On her future with Benji Madden:
“I’m so relieved I don’t have to think about that now because I’ve found someone who loves me for me. Benji’s my best friend and I know he’d never hurt me. I’d love to start a family in the next year. And I want to get married before we have kids—I want three or four.”

On the Prince William rumors:
“I was sitting at my table, looked up and there was the Prince. I couldn’t believe it. People made out that he was flirting but he’s an absolute gentleman and wouldn’t do that. He just came over to introduce himself. He knew about my show and why I was in London so we talked about that for a while. He’s just a really sweet down-to-earth guy. So is Harry."
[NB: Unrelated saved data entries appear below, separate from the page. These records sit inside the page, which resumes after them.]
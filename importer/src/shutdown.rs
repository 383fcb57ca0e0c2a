//! Stop signal for [`Importer::run`](crate::Importer::run) and the latency
//! probe it spawns.

use tokio::sync::broadcast;
use tracing::{info, warn};

/// Fans one stop request out to the ingestion loop and the latency probe.
///
/// Each task takes its own receiver before it starts looping; a request
/// sent before a task subscribed is not seen by that task.
pub struct ShutdownController {
    stop: broadcast::Sender<()>,
}

impl ShutdownController {
    pub fn new() -> Self {
        let (stop, _) = broadcast::channel(1);
        Self { stop }
    }

    pub fn subscribe(&self) -> broadcast::Receiver<()> {
        self.stop.subscribe()
    }

    /// Ask every subscribed task to stop after its current step.
    pub fn shutdown(&self) {
        let listeners = self.stop.send(()).unwrap_or(0);
        info!(listeners, "Stopping block ingestion");
    }

    /// Block until the process is asked to terminate, then stop ingestion.
    pub async fn wait_for_signal(&self) {
        let signal = termination_signal().await;
        info!(signal, "Received termination signal");
        self.shutdown();
    }
}

impl Default for ShutdownController {
    fn default() -> Self {
        Self::new()
    }
}

/// Name of the first termination signal received.
async fn termination_signal() -> &'static str {
    #[cfg(unix)]
    {
        use tokio::signal::unix::{signal, SignalKind};
        match signal(SignalKind::terminate()) {
            Ok(mut sigterm) => tokio::select! {
                _ = tokio::signal::ctrl_c() => "SIGINT",
                _ = sigterm.recv() => "SIGTERM",
            },
            Err(e) => {
                warn!(error = %e, "SIGTERM handler unavailable, waiting for SIGINT only");
                let _ = tokio::signal::ctrl_c().await;
                "SIGINT"
            }
        }
    }

    #[cfg(not(unix))]
    {
        let _ = tokio::signal::ctrl_c().await;
        "SIGINT"
    }
}
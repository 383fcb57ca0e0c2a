//! Downstream consumers of verified records.

use async_trait::async_trait;
use blockfeed_store::StreamFileNotifier;
use blockfeed_types::VerifiedRecord;
use tokio::sync::mpsc;
use tracing::{info, warn};

/// Forwards records into a bounded channel. A full channel applies
/// back-pressure to verification.
pub struct ChannelNotifier {
    sender: mpsc::Sender<VerifiedRecord>,
}

impl ChannelNotifier {
    pub fn new(buffer: usize) -> (Self, mpsc::Receiver<VerifiedRecord>) {
        let (sender, receiver) = mpsc::channel(buffer);
        (Self { sender }, receiver)
    }
}

#[async_trait]
impl StreamFileNotifier for ChannelNotifier {
    async fn verified(&self, record: VerifiedRecord) {
        let index = record.index;
        if self.sender.send(record).await.is_err() {
            warn!(block = index, "Verified record dropped, receiver closed");
        }
    }
}

/// Logs each record.
#[derive(Debug, Default)]
pub struct LoggingNotifier;

#[async_trait]
impl StreamFileNotifier for LoggingNotifier {
    async fn verified(&self, record: VerifiedRecord) {
        info!(
            block = record.index,
            name = %record.name,
            hash = %record.hash,
            node = %record.node,
            transactions = record.count,
            "Verified block"
        );
    }
}

#[cfg(test)]
mod tests {
    use super::*;
    use blockfeed_types::{BlockHash, SemanticVersion};

    fn record(index: u64) -> VerifiedRecord {
        VerifiedRecord {
            index,
            name: format!("{index}"),
            hash: BlockHash::ZERO,
            previous_hash: BlockHash::ZERO,
            consensus_start: 0,
            consensus_end: 0,
            hapi_version: SemanticVersion::default(),
            count: 0,
            size: 0,
            node: String::new(),
            bytes: None,
        }
    }

    #[tokio::test]
    async fn channel_delivers_in_order() {
        let (notifier, mut receiver) = ChannelNotifier::new(4);
        notifier.verified(record(1)).await;
        notifier.verified(record(2)).await;
        assert_eq!(receiver.recv().await.unwrap().index, 1);
        assert_eq!(receiver.recv().await.unwrap().index, 2);
    }

    #[tokio::test]
    async fn closed_channel_does_not_block() {
        let (notifier, receiver) = ChannelNotifier::new(1);
        drop(receiver);
        notifier.verified(record(1)).await;
    }
}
On clubbing with Katie "Jordan" Price:
“I consider Jordan as one of my friends. A lot of people say mean things about her but there’s a lot of jealousy out there. She warned me about the hangers-on but she was like my own private bodyguard and told all of them, ‘Leave her alone!’ She was really protective. I think she’s really smart and beautiful—but we only kissed on the cheek, nothing more than that because I have a boyfriend!”

Whoa whoa whoa. Anything I say about Katie Price is not out of jealousy. If I wanted to be like her, I've got two beach balls and a staple gun out in my garage. Just sayin'. In the meantime, Christ! Paris wants FOUR kids?! Good game, civilization as a whole. It's been real.